Triggering failovers
Temporal Cloud automatically initiates failovers when an incident or outage affects a replicated Namespace. Standby Namespace replicas duplicate data and prevent data loss during failover.
- Triggering failovers
- Failover testing
- Failovers and Worker deployment
- Set up secure routing for failovers
Triggering failovers
Temporal automatically initiates failovers when an incident or outage affects a replicated Namespace. You can also trigger a failover based on your own custom alerts and for testing purposes. This section explains how to manually trigger a failover and what to expect afterward.
Always check the metric replication lag before initiating a failover. A forced failover when there is a large replication lag has a higher likelihood of rolling back Workflow progress.
Performing manual failovers
You can trigger a failover manually using the Temporal Cloud Web UI or the tcld
CLI, depending on your preference and setup.
The following table outlines the steps for each method:
Method | Instructions |
---|---|
Temporal Cloud Web UI | 1. Visit the Namespace page on the Temporal Cloud Web UI. 2. Navigate to your Namespace details page and select the Trigger a failover option from the menu. 3. After confirmation, Temporal initiates the failover. |
Temporal tcld CLI | To manually trigger a failover, run the following command in your terminal: tcld namespace failover \ --namespace <namespace_id>.<account_id> \ --region <target_region> Temporal fails over the Namespace to the target region. High availability Namespaces using a single region will failover to the standby isolation domain. |
Disabling Temporal-initiated failovers
When you add a replica to a Namespace, in the event of an incident or an outage Temporal Cloud automatically fails over the Namespace to its replica. This is the recommended and default option.
However if you prefer to disable Temporal-initiated failovers and handle your own failovers, you can do so by navigating to the Namespace detail page in Temporal Cloud. Choose the "Disable Temporal-initiated failovers" option.
If you prefer to disable Temporal-initiated failovers and handle your own failovers, you can do so by navigating to the Namespace detail page in Temporal Cloud. Choose the "Disable Temporal-initiated failovers" option.
Post-failover event information
After any failover, whether triggered by you or by Temporal, event information appears in both the Temporal Cloud Web UI (on the Namespace detail page) and in your audit logs.
The audit log entry for Failover uses the "operation": "FailoverNamespace"
event.
After failover, the replica becomes active, taking over and the Namespace is active in the new isolation domain or region.

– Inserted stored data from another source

//! Request extractors: JSON and query wrappers with API-shaped rejections, and
//! the authenticated caller.

use axum::extract::FromRequestParts;
use axum::extract::{FromRequest, Path, Query};
use axum::http::header::AUTHORIZATION;
use axum::http::request::Parts;
use tracing::debug;

use super::error::{ApiError, NO_TOKEN, NOT_OPERATOR, TOKEN_FAILED};
use super::state::AppState;
use crate::storage::{DatabaseError, User};

/// `axum::Json` whose rejection is a 400 with a JSON `message`.
#[derive(Debug, FromRequest)]
#[from_request(via(axum::Json), rejection(ApiError))]
pub struct JsonBody<T>(pub T);

/// `axum::extract::Query` whose rejection is a 400 with a JSON `message`.
#[derive(Debug, FromRequestParts)]
#[from_request(via(Query), rejection(ApiError))]
pub struct QueryParams<T>(pub T);

/// `axum::extract::Path` whose rejection is a 400 with a JSON `message`.
#[derive(Debug, FromRequestParts)]
#[from_request(via(Path), rejection(ApiError))]
pub struct PathParam<T>(pub T);

/// The authenticated caller, re-read from the database on every request.
#[derive(Debug, Clone)]
pub struct CurrentUser(pub User);

/// An authenticated caller holding the operator role.
#[derive(Debug, Clone)]
pub struct OperatorUser(pub User);

fn bearer_token(parts: &Parts) -> Option<&str> {
    parts
        .headers
        .get(AUTHORIZATION)
        .and_then(|v| v.to_str().ok())
        .and_then(|v| v.strip_prefix("Bearer "))
        .map(str::trim)
        .filter(|t| !t.is_empty())
}

impl FromRequestParts<AppState> for CurrentUser {
    type Rejection = ApiError;

    async fn from_request_parts(parts: &mut Parts, state: &AppState) -> Result<Self, ApiError> {
        let token = bearer_token(parts).ok_or_else(|| ApiError::Unauthorized(NO_TOKEN.into()))?;

        let claims = state.jwt.validate(token).map_err(|e| {
            debug!(error = %e, "Token rejected");
            ApiError::Unauthorized(TOKEN_FAILED.into())
        })?;
        let user_id = claims
            .user_id()
            .ok_or_else(|| ApiError::Unauthorized(TOKEN_FAILED.into()))?;

        match state.db.get_user(user_id).await {
            Ok(user) => Ok(Self(user)),
            Err(DatabaseError::NotFound(_)) => {
                debug!(user_id, "Token for missing user");
                Err(ApiError::Unauthorized(TOKEN_FAILED.into()))
            }
            Err(e) => Err(e.into()),
        }
    }
}

impl FromRequestParts<AppState> for OperatorUser {
    type Rejection = ApiError;

    async fn from_request_parts(parts: &mut Parts, state: &AppState) -> Result<Self, ApiError> {
        let CurrentUser(user) = CurrentUser::from_request_parts(parts, state).await?;
        if !user.role.is_operator() {
            return Err(ApiError::Forbidden(NOT_OPERATOR.into()));
        }
        Ok(Self(user))
    }
}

You don't need to monitor Temporal Cloud's failover response in real-time. Whenever there is a failover event, users with the Account Owner and Global Admin roles automatically receive an alert email.
Failbacks
After Temporal-initiated failovers, Temporal Cloud shifts Workflow Execution processing back to the original region or isolation zone that was active before the incident once the incident is resolved. This is called a "failback".
Failover testing
Microservices and external dependencies will fail at some point. Testing failovers ensures your app can handle these failures effectively. Temporal recommends regular and periodic failover testing for mission-critical applications in production. By testing in non-emergency conditions, you verify that your app continues to function even when parts of the infrastructure fail.

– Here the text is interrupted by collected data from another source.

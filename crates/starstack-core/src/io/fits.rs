//! FITS image I/O (spec §6).
//!
//! Kept deliberately narrow: single-HDU, single-plane image read/write, plus
//! a header copy from a reference file so output products carry the same
//! WCS/instrument keywords as the frame they were registered against. No
//! table HDUs, no multi-extension files.

use std::path::Path;

use fitsio::hdu::HduInfo;
use fitsio::images::{ImageDescription, ImageType};
use fitsio::FitsFile;

use crate::error::{Result, StarStackError};
use crate::image::Image;

/// The cfitsio "keyword not found" status code, used to tell a genuinely
/// absent header card apart from a read failure.
const KEY_NO_EXIST: i32 = 202;

/// WCS and instrument keywords worth carrying from the reference frame's
/// header onto a stacked output; the structural keywords (`SIMPLE`,
/// `BITPIX`, `NAXIS*`, `EXTEND`) are derived by cfitsio from `image` itself
/// and are deliberately not in this list.
const COPIED_HEADER_KEYS: &[&str] = &[
    "CTYPE1", "CTYPE2", "CRVAL1", "CRVAL2", "CRPIX1", "CRPIX2", "CDELT1", "CDELT2", "CD1_1",
    "CD1_2", "CD2_1", "CD2_2", "CUNIT1", "CUNIT2", "EQUINOX", "RADESYS", "LONPOLE", "LATPOLE",
    "OBJECT", "TELESCOP", "INSTRUME", "OBSERVER", "DATE-OBS", "EXPTIME", "FILTER",
];

/// Read `keyword` from `hdu`'s header as a string, the same
/// `read_key::<String>` idiom `mwalib`'s `fits_read.rs` uses to pull out a
/// raw card value before parsing it further. Returns `Ok(None)` when the
/// card is absent rather than erroring, since most reference headers won't
/// carry every key in [`COPIED_HEADER_KEYS`].
fn read_key_if_present(
    fptr: &mut FitsFile,
    hdu: &fitsio::hdu::FitsHdu,
    keyword: &str,
) -> Result<Option<String>> {
    match hdu.read_key::<String>(fptr, keyword) {
        Ok(value) => Ok(Some(value)),
        Err(fitsio::errors::Error::Fits(fe)) if fe.status == KEY_NO_EXIST => Ok(None),
        Err(err) => Err(err.into()),
    }
}

/// Read the primary HDU of `path` as a 2-D `f64` image.
pub fn read_image(path: impl AsRef<Path>) -> Result<Image> {
    let mut fptr = FitsFile::open(path.as_ref())?;
    let hdu = fptr.primary_hdu()?;

    let shape = match &hdu.info {
        HduInfo::ImageInfo { shape, .. } => shape.clone(),
        _ => {
            return Err(StarStackError::Format(format!(
                "{}: primary HDU is not an image",
                path.as_ref().display()
            )))
        }
    };
    if shape.len() != 2 {
        return Err(StarStackError::Format(format!(
            "{}: expected a 2-D image, found {} axes",
            path.as_ref().display(),
            shape.len()
        )));
    }
    let (rows, cols) = (shape[0], shape[1]);

    let data: Vec<f64> = hdu.read_image(&mut fptr)?;
    Image::from_shape_vec((rows, cols), data).map_err(|e| StarStackError::Format(e.to_string()))
}

/// Write `image` to a new FITS file at `path` with no header beyond what
/// cfitsio derives from the data itself. Used for diagnostic dumps, where
/// there's no reference frame whose header would make sense to carry over.
pub fn write_image(path: impl AsRef<Path>, image: &Image) -> Result<()> {
    let (rows, cols) = image.dim();
    let description = ImageDescription {
        data_type: ImageType::Double,
        dimensions: &[rows, cols],
    };
    let mut fptr = FitsFile::create(path.as_ref()).open()?;
    let hdu = fptr.create_image("PRIMARY".to_string(), &description)?;
    let contiguous: Vec<f64> = image.iter().copied().collect();
    hdu.write_image(&mut fptr, &contiguous)?;
    Ok(())
}

/// Write `image` to a new FITS file at `path`, copying the WCS/instrument
/// header cards in [`COPIED_HEADER_KEYS`] from `reference`'s primary HDU.
/// Cards absent from the reference are skipped; a card present but
/// unwritable is a real I/O failure and aborts the write.
pub fn write_image_like_reference(
    path: impl AsRef<Path>,
    image: &Image,
    reference: impl AsRef<Path>,
) -> Result<()> {
    let mut ref_fptr = FitsFile::open(reference.as_ref())?;
    let ref_hdu = ref_fptr.primary_hdu()?;

    let (rows, cols) = image.dim();
    let description = ImageDescription {
        data_type: ImageType::Double,
        dimensions: &[rows, cols],
    };

    let mut fptr = FitsFile::create(path.as_ref()).open()?;
    let hdu = fptr.create_image("PRIMARY".to_string(), &description)?;

    for &key in COPIED_HEADER_KEYS {
        if let Some(value) = read_key_if_present(&mut ref_fptr, &ref_hdu, key)? {
            hdu.write_key(&mut fptr, key, value)?;
        }
    }

    let contiguous: Vec<f64> = image.iter().copied().collect();
    hdu.write_image(&mut fptr, &contiguous)?;
    Ok(())
}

Dive deeper — Why test? [Toggle to Open]
Preparing Worker deployment
Enabling high availability for Namespaces doesn't require specific Worker configuration. The process is invisible to the Workers. When a Namespace fails over to the replica, the DNS redirection orchestrated by Temporal ensures that your existing Workers continue to poll the Namespace without interruption. More details are available in the Routing section.
-
When a Namespace fails over to a replica in a different region, Workers will be communicating cross-region. If your application can’t tolerate this latency, deploy a second set of Workers in this region or opt for a replica in the same region.
-
In case of a complete regional outage, Workers in the original region may fail alongside the original Namespace. To keep Workflows moving during this level of outage, deploy a second set of Workers to the secondary region.

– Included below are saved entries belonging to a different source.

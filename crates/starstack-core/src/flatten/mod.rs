//! Low-frequency suppression ("flattening") ahead of star detection (spec §4.2).
//!
//! Two interchangeable strategies remove the smooth background gradient from
//! a frame: an FFT-domain notch ([`fft`]) and a Daubechies-4 wavelet coarse-scale
//! zeroing ([`wavelet`]). Both leave a residual that is still mostly background
//! noise near zero with stars standing out as positive spikes; [`threshold_percentile`]
//! turns that residual into the final non-negative map used for flood fill.

pub mod fft;
pub mod wavelet;

use crate::image::Image;

/// Selects which low-frequency suppression strategy [`suppress_low_frequency`] uses.
#[derive(Debug, Clone, Copy, PartialEq, Eq)]
pub enum FlattenStrategy {
    Fft,
    Wavelet,
}

/// Remove the low-frequency background from `image`, leaving a residual
/// dominated by high-frequency detail (star cores, noise).
///
/// `freq_removal` is strategy-specific: for [`FlattenStrategy::Fft`] it is the
/// half-width (in bins) of the wrap-around low-frequency box zeroed in the
/// spectrum; for [`FlattenStrategy::Wavelet`] it is the number of decomposition
/// levels whose coarse (LL) subband is zeroed.
pub fn suppress_low_frequency(image: &Image, strategy: FlattenStrategy, freq_removal: u32) -> Image {
    match strategy {
        FlattenStrategy::Fft => fft::suppress_low_frequency(image, freq_removal),
        FlattenStrategy::Wavelet => wavelet::suppress_low_frequency(image, freq_removal),
    }
}

/// Keep only the pixels in the top `percent` of the intensity distribution,
/// shifted down so the cutoff sits at zero: `out = max(value - t, 0)`, where
/// `t` is the `floor(size*p/100)`-th value counting down from the brightest
/// pixel — the same index `ReversePercentile`
/// (`original_source/AstropressPlus/StarFinder.cpp`) selects via
/// `nth_element(..., std::greater<int>())`.
pub fn threshold_percentile(image: &Image, percent: f64) -> Image {
    let percent = percent.clamp(0.0, 100.0);
    let mut values: Vec<f64> = image.iter().copied().collect();
    let n = values.len();
    if n == 0 {
        return image.clone();
    }
    let rank = (((n as f64) * percent / 100.0).floor() as usize).min(n - 1);
    values.select_nth_unstable_by(rank, |a, b| b.partial_cmp(a).unwrap());
    let t = values[rank];
    image.mapv(|v| (v - t).max(0.0))
}

#[cfg(test)]
mod tests {
    use super::*;
    use ndarray::Array2;

    #[test]
    fn threshold_percentile_is_non_negative() {
        let image = Array2::from_shape_fn((16, 16), |(r, c)| (r as f64 - c as f64) * 3.7);
        let out = threshold_percentile(&image, 5.0);
        assert!(out.iter().all(|&v| v >= 0.0));
    }

    #[test]
    fn threshold_percentile_keeps_peak() {
        let mut image = Array2::from_elem((16, 16), 0.0);
        image[[8, 8]] = 1000.0;
        let out = threshold_percentile(&image, 1.0);
        assert!(out[[8, 8]] > 0.0);
    }
}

When a Namespace fails over to a replica in a different region, Workers will be communicating cross-region. If your application can’t tolerate this latency, deploy a second set of Workers in this region or opt for a replica in the same region. In case of a complete regional outage, Workers in the original region may fail alongside the original Namespace. To keep Workflows moving during this level of outage, deploy a second set of Workers to the secondary region.
Set up secure routing for failovers
When using a high availability Namespace, the Namespace's DNS record <ns>.<acct>.<tmprl_domain>
targets a regional DNS record in the format <region>.region.<tmprl_domain>
.
Here, <region>
is the currently active region for your Namespace.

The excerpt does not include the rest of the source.